BSDS3002 Social Computing Methods and Applications - L6 - Hands-on Network Analysis Practice
BSDS3002 L6—Hands-on Network Analysis Practice (20’)
Deliverables:
- 1) Python codes in .ipynb format for Part I and Part II
- 2) A short report for Part II (around 800 words)
Part I (8’):
When we construct networks using real data, it is common to import the edge info and node info from a csv or excel file using pandas. We introduced the nx.from_pandas_edgelist() function for constructing an undirected and unweighted network.
Q1. Construct an undirected and unweighted network using the Polblog dataset using the Part1_edges_L6.csv, and set the node attributes based on the “political_orientation” (the “value” column) in Part1_nodes_L6.csv
Q2. Identify the largest component of the network
Q3. Visualize the largest component of the network
- 1) color the nodes based on their ‘political_orientation’ attribute
- 2) plot the network in the spring layout, nx.spring_layout()
- 3) do not show the node labels in the graph
- 4) plot edge_color to be ‘grey’
- 5) set edgecolors = ‘w’
- 6) plot node_size to be 90
- 7) save the network visualization to be a pdf file
Hint: the expected network visualization:
you can find the information about nx.draw_networkx() from the link below. https://networkx.org/documentation/stable/reference/generated/networkx.drawing.nx_pylab.d raw_networkx.html
Part II (12’):
Bipartite network analysis
In this part, you will construct a bipartite network modeling insect-plant pollinating relationships, and analyze the network to write a short report (around 800 words, 3’) presenting and elaborating on the analysis results of the questions Q3-Q12 (you can use methods beyond network analysis to address the questions, if appropriate).
- We learned bipartite network analysis in L5. A bipartite network is a network consisting of two sets of nodes and edges only connect nodes from different sets of nodes. https://networkx.org/documentation/stable/reference/algorithms/bipartite.html
- Dataset: plant-pollinator network (on Moodle)

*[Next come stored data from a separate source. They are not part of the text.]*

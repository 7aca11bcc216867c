//! TMDb REST API v3 client.
//!
//! Implements [`MovieSource`] over HTTP.  The base URL is configurable so the
//! client can be pointed at a mirror or a local mock server.

use std::time::Duration;

use async_trait::async_trait;
use serde::de::DeserializeOwned;
use tracing::{debug, warn};
use url::Url;

use crate::error::{Result, TmdbError};
use crate::traits::MovieSource;
use crate::types::{Genre, GenreList, MovieRecord, MovieSummary, ResultPage, Session, StatusBody};

/// Default TMDb API base URL.
pub const DEFAULT_BASE_URL: &str = "https://api.themoviedb.org/3";

/// Default per-request timeout.
pub const DEFAULT_TIMEOUT_SECS: u64 = 10;

/// TMDb REST API v3 client.
#[derive(Debug, Clone)]
pub struct TmdbClient {
    /// Base URL without a trailing slash.
    base_url: String,
    /// HTTP client for making requests.
    client: reqwest::Client,
}

impl TmdbClient {
    /// Create a client for the public TMDb API.
    pub fn new() -> Self {
        Self::with_base_url(DEFAULT_BASE_URL, Duration::from_secs(DEFAULT_TIMEOUT_SECS))
    }

    /// Create a client for a custom base URL.
    pub fn with_base_url(base_url: &str, timeout: Duration) -> Self {
        let client = reqwest::Client::builder()
            .user_agent(concat!("MovieMaster/", env!("CARGO_PKG_VERSION")))
            .timeout(timeout)
            .build()
            .unwrap_or_default();

        Self {
            base_url: base_url.trim_end_matches('/').to_string(),
            client,
        }
    }

    /// The configured base URL.
    pub fn base_url(&self) -> &str {
        &self.base_url
    }

    // -----------------------------------------------------------------------
    // URL construction helpers
    // -----------------------------------------------------------------------

    /// Build a full API URL for `path` carrying the session's credentials
    /// plus any extra query pairs.
    fn api_url(&self, path: &str, session: &Session, extra: &[(&str, &str)]) -> Result<Url> {
        if session.api_key.trim().is_empty() {
            return Err(TmdbError::MissingApiKey);
        }

        let mut url = Url::parse(&format!("{}{}", self.base_url, path))?;
        {
            let mut query = url.query_pairs_mut();
            query.append_pair("api_key", session.api_key.trim());
            if !session.language.is_empty() {
                query.append_pair("language", &session.language);
            }
            for (key, value) in extra {
                query.append_pair(key, value);
            }
        }
        Ok(url)
    }

    // -----------------------------------------------------------------------
    // HTTP helpers
    // -----------------------------------------------------------------------

    /// Send a GET request and decode the JSON body into `T`.
    async fn get_json<T: DeserializeOwned>(&self, url: Url, what: &str) -> Result<T> {
        // Never log the key itself.
        debug!(path = url.path(), what = what, "TMDb request");

        let response = self
            .client
            .get(url)
            .header("Accept", "application/json")
            .send()
            .await?;

        let status = response.status();
        let body_text = response.text().await?;

        if !status.is_success() {
            let message = serde_json::from_str::<StatusBody>(&body_text)
                .map(|b| b.status_message)
                .ok()
                .filter(|m| !m.is_empty())
                .unwrap_or(body_text);

            return Err(match status.as_u16() {
                401 => TmdbError::InvalidApiKey { message },
                404 => TmdbError::NotFound {
                    what: what.to_string(),
                },
                code => {
                    warn!(status = code, what = what, "unexpected TMDb status");
                    TmdbError::UnexpectedStatus {
                        status: code,
                        message,
                    }
                }
            });
        }

        Ok(serde_json::from_str(&body_text)?)
    }
}

impl Default for TmdbClient {
    fn default() -> Self {
        Self::new()
    }
}

#[async_trait]
impl MovieSource for TmdbClient {
    async fn genre_list(&self, session: &Session) -> Result<Vec<Genre>> {
        let url = self.api_url("/genre/movie/list", session, &[])?;
        let list: GenreList = self.get_json(url, "genre list").await?;
        Ok(list.genres)
    }

    async fn search_movies(&self, session: &Session, title: &str) -> Result<Vec<MovieSummary>> {
        let url = self.api_url("/search/movie", session, &[("query", title)])?;
        let page: ResultPage = self.get_json(url, "movie search").await?;
        debug!(title = title, hits = page.results.len(), "movie search finished");
        Ok(page.results)
    }

    async fn movie_details(&self, session: &Session, id: u64) -> Result<MovieRecord> {
        let url = self.api_url(
            &format!("/movie/{id}"),
            session,
            &[("append_to_response", "casts")],
        )?;
        self.get_json(url, &format!("movie {id}")).await
    }

    async fn popular(&self, session: &Session) -> Result<Vec<MovieSummary>> {
        let url = self.api_url("/movie/popular", session, &[])?;
        let page: ResultPage = self.get_json(url, "popular movies").await?;
        Ok(page.results)
    }

    async fn top_rated(&self, session: &Session) -> Result<Vec<MovieSummary>> {
        let url = self.api_url("/movie/top_rated", session, &[])?;
        let page: ResultPage = self.get_json(url, "top rated movies").await?;
        Ok(page.results)
    }
}

// ---------------------------------------------------------------------------
// Tests
// ---------------------------------------------------------------------------

#[cfg(test)]
mod tests {
    use super::*;

    fn session() -> Session {
        Session::new("abc123", "en-US")
    }

    #[test]
    fn new_uses_public_api() {
        let client = TmdbClient::new();
        assert_eq!(client.base_url(), DEFAULT_BASE_URL);
    }

    #[test]
    fn with_base_url_strips_trailing_slash() {
        let client = TmdbClient::with_base_url("http://localhost:8080/3/", Duration::from_secs(1));
        assert_eq!(client.base_url(), "http://localhost:8080/3");
    }

    #[test]
    fn api_url_carries_key_language_and_extras() {
        let client = TmdbClient::new();
        let url = client
            .api_url("/search/movie", &session(), &[("query", "the matrix")])
            .unwrap();
        assert_eq!(url.path(), "/3/search/movie");
        let pairs: Vec<(String, String)> = url
            .query_pairs()
            .map(|(k, v)| (k.into_owned(), v.into_owned()))
            .collect();
        assert!(pairs.contains(&("api_key".into(), "abc123".into())));
        assert!(pairs.contains(&("language".into(), "en-US".into())));
        assert!(pairs.contains(&("query".into(), "the matrix".into())));
    }

    #[test]
    fn api_url_rejects_blank_key() {
        let client = TmdbClient::new();
        let err = client
            .api_url("/movie/popular", &Session::new("  ", "en-US"), &[])
            .unwrap_err();
        assert!(matches!(err, TmdbError::MissingApiKey));
        assert!(err.is_credential_error());
    }

    #[test]
    fn api_url_omits_empty_language() {
        let client = TmdbClient::new();
        let url = client
            .api_url("/movie/popular", &Session::new("k", ""), &[])
            .unwrap();
        assert!(!url.query_pairs().any(|(k, _)| k == "language"));
    }
}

This network consists of two types of nodes. In the Part2_node_L6.csv file, insects are the nodes with the value of ‘pollinator’ equal to 1, and plants are the other set of nodes with the value of ‘pollinator’ equal to 0. - More information about the dataset can be found from this article:
Kato, M., Kakutani, T., Inoue, T., & Itino, T. (1990). Insect-flower relationship in the primary beech forest of Ashu, Kyoto: an overview of the flowering phenology and the seasonal pattern of insect visits. Contributions from the biological laboratory, Kyoto University, 27(4), 309-376.
Questions
Q4. Import the dataset, construct the bipartite insect-plant network, and report the summary information of the bipartite network (a and b below). Please make sure to interpret the results within context (e.g the number of nodes in node_set_1 is 1000, which means there are 1000 insects in the dataset)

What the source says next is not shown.